History

Nazi Germany
- Name: U-715
- Ordered: 10 April 1941
- Builder: H. C. Stülcken Sohn, Hamburg
- Yard number: 781
- Laid down: 28 March 1942
- Launched: 14 December 1942
- Commissioned: 17 March 1943
- Fate: Sunk by Canadian aircraft off Faeroe on 13 June 1944

General characteristics
- Class & type: Type VIIC submarine
- Displacement: 769 t (757 long tons) surfaced; 871 t (857 long tons) submerged;
- Length: 67.10 m (220 ft 2 in) (o/a); 50.50 m (165 ft 8 in) (pressure hull);
- Beam: 6.20 m (20 ft 4 in) (o/a); 4.70 m (15 ft 5 in) (pressure hull);
- Height: 9.60 m (31 ft 6 in)
- Draught: 4.74 m (15 ft 7 in)
- Installed power: 2,800–3,200 PS (2,100–2,400 kW; 2,800–3,200 bhp) (diesels); 750 PS (550 kW; 740 shp) (electric);
- Propulsion: 2 shafts; 2 × diesel engines; 2 × electric motors;
- Speed: 17.7 knots (32.8 km/h; 20.4 mph) surfaced; 7.6 knots (14.1 km/h; 8.7 mph) submerged;
- Range: 8,500 nmi (15,700 km; 9,800 mi) at 10 knots (19 km/h; 12 mph) surfaced; 80 nmi (150 km; 92 mi) at 4 knots (7.4 km/h; 4.6 mph) submerged;
- Test depth: 230 m (750 ft); Crush depth: 250–295 m (820–968 ft);
- Complement: 4 officers, 40–56 enlisted
- Armament: 5 × torpedo tubes (four bow, one stern); 14 × 53.3 cm (21 in) torpedoes or 26 TMA mines; 1 × 8.8 cm (3.46 in) deck gun (220 rounds); 2 × twin 2 cm (0.79 in) C/30 anti-aircraft guns;

Service record
- Part of: 5th U-boat Flotilla; 17 March 1943 – 31 May 1944; 9th U-boat Flotilla; 1 – 13 June 1944;
- Identification codes: M 51 222
- Commanders: Oblt.z.S. / Kptlt. Helmut Röttger; 17 March 1943 – 13 June 1944;
- Operations: 1 patrol:; 8 – 13 June 1944;
- Victories: None

= German submarine U-715 =

German World War II submarine

German submarine U-715 was a Type VIIC U-boat of Nazi Germany's Kriegsmarine during World War II. The submarine was laid down on 28 March 1942 at the H. C. Stülcken Sohn yard at Hamburg, launched on 14 December 1942, and commissioned on 17 March 1943 under the command of Oberleutnant zur See Helmut Röttger.

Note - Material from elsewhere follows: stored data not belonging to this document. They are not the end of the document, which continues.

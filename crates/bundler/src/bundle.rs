//! Builds a Rockbox bundle: `Music/` holding organized album and playlist
//! tracks, `Playlists/` holding one M3U per playlist group.
//!
//! The run is a single sequential pass. Album files are placed first and
//! registered in a [`DedupIndex`]; playlist tracks whose derived key is
//! already registered reuse the placed file instead of being copied again.
//!
//! Re-running into the same destination is not idempotent: existing files
//! are never recognized, so a second run produces numbered copies.

use std::collections::HashMap;
use std::fs;
use std::io;
use std::path::{Path, PathBuf};

use common::{
    absolutize, relative_slash_path, BundleOutcome, ExtensionSet, PlacementOutcome,
    PlaylistBuildOutcome, TrackKey,
};
use metadata::TagReader;
use tracing::{info, warn};

use crate::components::derive_components;
use crate::m3u::M3uWriter;
use crate::placement::{next_free_path, place};
use crate::sanitize::sanitize_component;
use crate::walk::{audio_files_recursive, playlist_groups, PlaylistGroup};
use crate::BundlerError;

pub const MUSIC_DIR: &str = "Music";
pub const PLAYLISTS_DIR: &str = "Playlists";
pub const PREPARING_MESSAGE: &str = "Preparing Rockbox bundle...";
pub const COMPLETE_MESSAGE: &str = "Rockbox bundle complete";

#[derive(Clone, Debug, Default)]
pub struct BundleOptions {
    pub include_genre: bool,
    pub move_albums: bool,
    pub move_playlists: bool,
    pub extensions: ExtensionSet,
}

/// Destination of every track placed during one run, first writer wins.
#[derive(Debug, Default)]
pub struct DedupIndex {
    placed: HashMap<TrackKey, PathBuf>,
}

impl DedupIndex {
    pub fn new() -> Self {
        Self::default()
    }

    pub fn get(&self, key: &TrackKey) -> Option<&Path> {
        self.placed.get(key).map(PathBuf::as_path)
    }

    /// Returns false and keeps the existing path if `key` is already known.
    pub fn register(&mut self, key: TrackKey, destination: PathBuf) -> bool {
        if self.placed.contains_key(&key) {
            return false;
        }
        self.placed.insert(key, destination);
        true
    }

    fn len(&self) -> usize {
        self.placed.len()
    }
}

struct Progress<'p> {
    callback: Option<&'p mut dyn FnMut(usize, usize, &str)>,
    completed: usize,
    total: usize,
}

impl<'p> Progress<'p> {
    fn report(&mut self, message: &str) {
        if self.total == 0 {
            return;
        }
        if let Some(callback) = self.callback.as_mut() {
            callback(self.completed, self.total, message);
        }
    }

    fn advance(&mut self, message: &str) {
        self.completed = (self.completed + 1).min(self.total);
        self.report(message);
    }

    fn complete(&mut self, message: &str) {
        self.completed = self.total;
        self.report(message);
    }
}

enum TrackSkip {
    Unsupported,
    Failed(BundlerError),
}

struct BundleRun<'a, 'p> {
    music_root: PathBuf,
    playlists_root: PathBuf,
    options: &'a BundleOptions,
    reader: &'a dyn TagReader,
    index: DedupIndex,
    outcome: BundleOutcome,
    progress: Progress<'p>,
}

/// Stages albums and playlist groups into `destination`.
///
/// Only fails up front: when no source directory is given or one of them is
/// not a directory (nothing is written in that case), or when `Music/` and
/// `Playlists/` cannot be created. Per-file failures end up in the returned
/// report as `error` outcomes or as playlist `missing_sources`.
///
/// `progress` receives `(completed, total, message)` synchronously from the
/// loop; it is never called when there is nothing to stage.
pub fn bundle(
    album_dirs: &[PathBuf],
    playlist_dirs: &[PathBuf],
    destination: &Path,
    options: &BundleOptions,
    reader: &dyn TagReader,
    progress: Option<&mut dyn FnMut(usize, usize, &str)>,
) -> Result<BundleOutcome, BundlerError> {
    if album_dirs.is_empty() && playlist_dirs.is_empty() {
        return Err(BundlerError::NoSources);
    }
    let album_roots = resolve_roots(album_dirs)?;
    let playlist_roots = resolve_roots(playlist_dirs)?;

    let dest_root = absolutize(destination)?;
    let music_root = dest_root.join(MUSIC_DIR);
    let playlists_root = dest_root.join(PLAYLISTS_DIR);
    for dir in [&music_root, &playlists_root] {
        fs::create_dir_all(dir).map_err(|source| BundlerError::CreateDir {
            path: dir.clone(),
            source,
        })?;
    }

    let album_files: Vec<PathBuf> = album_roots
        .iter()
        .flat_map(|root| audio_files_recursive(root, &options.extensions))
        .collect();
    let groups: Vec<PlaylistGroup> = playlist_roots
        .iter()
        .flat_map(|root| playlist_groups(root))
        .collect();
    let planned_playlist_tracks: usize = groups.iter().map(|group| group.tracks.len()).sum();
    let total = album_files.len() + planned_playlist_tracks;
    info!(
        "Bundling {} album files and {} playlist groups ({} tracks) into {:?}",
        album_files.len(),
        groups.len(),
        planned_playlist_tracks,
        dest_root
    );

    let mut run = BundleRun {
        music_root,
        playlists_root,
        options,
        reader,
        index: DedupIndex::new(),
        outcome: BundleOutcome::default(),
        progress: Progress {
            callback: progress,
            completed: 0,
            total,
        },
    };

    run.progress.report(PREPARING_MESSAGE);
    run.stage_albums(&album_files);
    run.stage_playlists(&groups, planned_playlist_tracks);
    run.progress.complete(COMPLETE_MESSAGE);

    info!(
        "Bundle finished: {} tracks staged, {} playlists written",
        run.index.len(),
        run.outcome.playlist_results.len()
    );
    Ok(run.outcome)
}

fn resolve_roots(dirs: &[PathBuf]) -> Result<Vec<PathBuf>, BundlerError> {
    let mut roots = Vec::with_capacity(dirs.len());
    for dir in dirs {
        let resolved = absolutize(dir)?;
        if !resolved.is_dir() {
            return Err(BundlerError::NotADirectory(resolved));
        }
        roots.push(resolved);
    }
    Ok(roots)
}

fn playlist_file_name(name: &str, counter: Option<usize>) -> String {
    match counter {
        Some(n) => format!("{} ({}).m3u", name, n),
        None => format!("{}.m3u", name),
    }
}

/// Turns the result of closing a playlist into its track count. A playlist
/// that could not be flushed is removed and every track written to it is
/// reported as missing.
fn settle_playlist(
    path: &Path,
    finished: io::Result<usize>,
    written: Vec<PathBuf>,
    missing: &mut Vec<PathBuf>,
) -> usize {
    match finished {
        Ok(count) => count,
        Err(err) => {
            warn!("Failed to flush playlist {:?}: {}", path, err);
            if let Err(err) = fs::remove_file(path) {
                warn!("Incomplete playlist left at {:?}: {}", path, err);
            }
            missing.extend(written);
            0
        }
    }
}

impl<'a, 'p> BundleRun<'a, 'p> {
    fn stage_albums(&mut self, files: &[PathBuf]) {
        let album_total = files.len();
        for (idx, file) in files.iter().enumerate() {
            let tags = self.reader.read_tags(file);
            let components = derive_components(file, &tags, self.options.include_genre);
            match place(
                file,
                &self.music_root,
                &components,
                self.options.include_genre,
                self.options.move_albums,
            ) {
                Ok(placement) => {
                    self.index
                        .register(components.key(), placement.destination.clone());
                    self.outcome.music_results.push(PlacementOutcome::placed(
                        file.clone(),
                        placement.destination,
                        placement.action,
                        components,
                    ));
                }
                Err(err) => {
                    warn!("Failed to bundle album track {:?}: {}", file, err);
                    self.outcome
                        .music_results
                        .push(PlacementOutcome::failed(file.clone(), err.to_string()));
                }
            }
            self.progress
                .advance(&format!("Staging albums... {}/{}", idx + 1, album_total));
        }
    }

    fn stage_playlists(&mut self, groups: &[PlaylistGroup], planned_tracks: usize) {
        let mut processed = 0usize;
        for group in groups {
            let mut name = sanitize_component(&group.name);
            if name.is_empty() {
                name = "Playlist".to_string();
            }
            let playlist_path =
                next_free_path(&self.playlists_root, |counter| playlist_file_name(&name, counter));

            let mut writer = match M3uWriter::create(&playlist_path) {
                Ok(writer) => Some(writer),
                Err(err) => {
                    warn!("Failed to create playlist {:?}: {}", playlist_path, err);
                    None
                }
            };

            let mut missing = Vec::new();
            let mut written = Vec::new();
            for track in &group.tracks {
                processed += 1;
                let staged = match writer.as_mut() {
                    Some(writer) => self.write_track(writer, track),
                    None => false,
                };
                if staged {
                    written.push(track.clone());
                } else {
                    missing.push(track.clone());
                }
                let denominator = planned_tracks.max(processed).max(1);
                self.progress
                    .advance(&format!("Bundling playlists... {}/{}", processed, denominator));
            }

            let track_count = match writer {
                Some(writer) => {
                    settle_playlist(&playlist_path, writer.finish(), written, &mut missing)
                }
                None => 0,
            };
            info!(
                "Playlist {:?}: {} tracks, {} missing",
                playlist_path,
                track_count,
                missing.len()
            );
            self.outcome.playlist_results.push(PlaylistBuildOutcome {
                playlist_path,
                track_count,
                missing_sources: missing,
            });
        }
    }

    /// Resolves `track` into the bundle and appends it to the playlist.
    /// Returns false when the track has to be reported as missing.
    fn write_track(&mut self, writer: &mut M3uWriter, track: &Path) -> bool {
        let destination = match self.resolve_playlist_track(track) {
            Ok(destination) => destination,
            Err(TrackSkip::Unsupported) => {
                warn!("Skipping unsupported playlist file {:?}", track);
                return false;
            }
            Err(TrackSkip::Failed(err)) => {
                warn!("Failed to bundle {:?}: {}", track, err);
                return false;
            }
        };

        let entry = relative_slash_path(&destination, &self.playlists_root);
        match writer.push(&entry) {
            Ok(()) => true,
            Err(err) => {
                warn!("Failed to write {:?} to {:?}: {}", entry, writer.path(), err);
                false
            }
        }
    }

    fn resolve_playlist_track(&mut self, track: &Path) -> Result<PathBuf, TrackSkip> {
        if !self.options.extensions.matches(track) {
            return Err(TrackSkip::Unsupported);
        }
        let tags = self.reader.read_tags(track);
        let components = derive_components(track, &tags, self.options.include_genre);
        let key = components.key();
        if let Some(existing) = self.index.get(&key) {
            return Ok(existing.to_path_buf());
        }

        let placement = place(
            track,
            &self.music_root,
            &components,
            self.options.include_genre,
            self.options.move_playlists,
        )
        .map_err(TrackSkip::Failed)?;
        self.index.register(key, placement.destination.clone());
        self.outcome.music_results.push(PlacementOutcome::placed(
            track.to_path_buf(),
            placement.destination.clone(),
            placement.action,
            components,
        ));
        Ok(placement.destination)
    }
}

Attached to 5th U-boat Flotilla based at Kiel, U-715 completed her training period on 31 May 1944 and was assigned to front-line service.

==Design==
German Type VIIC submarines were preceded by the shorter Type VIIB submarines. U-715 had a displacement of 769 t when at the surface and 871 t while submerged. She had a total length of 67.10 m, a pressure hull length of 50.50 m, a beam of 6.20 m, a height of 9.60 m, and a draught of 4.74 m. The submarine was powered by two Germaniawerft F46 four-stroke, six-cylinder supercharged diesel engines producing a total of 2800 to 3200 PS for use while surfaced, two Garbe, Lahmeyer & Co. RP 137/c double-acting electric motors producing a total of 750 PS for use while submerged. She had two shafts and two 1.23 m propellers. The boat was capable of operating at depths of up to 230 m.

The submarine had a maximum surface speed of 17.7 kn and a maximum submerged speed of 7.6 kn. When submerged, the boat could operate for 80 nmi at 4 kn; when surfaced, she could travel 8500 nmi at 10 kn. U-715 was fitted with five 53.3 cm torpedo tubes (four fitted at the bow and one at the stern), fourteen torpedoes, one 8.8 cm SK C/35 naval gun, 220 rounds, and two twin 2 cm C/30 anti-aircraft guns. The boat had a complement of between forty-four and sixty.

==Service history==
On the first and final patrol, U-715 was spotted north-east of Faeroe on 13 June 1944 by Canso T of No. 162 Squadron RCAF and attacked with depth charges while snorkeling at periscope depth. Heavily damaged, the U-boat surfaced and returned fire, managing to down the Canadian aircraft before sinking in position . This was the first occasion when a submerged U-boat was detected and attacked. Of the crew of 52, only 16 survived.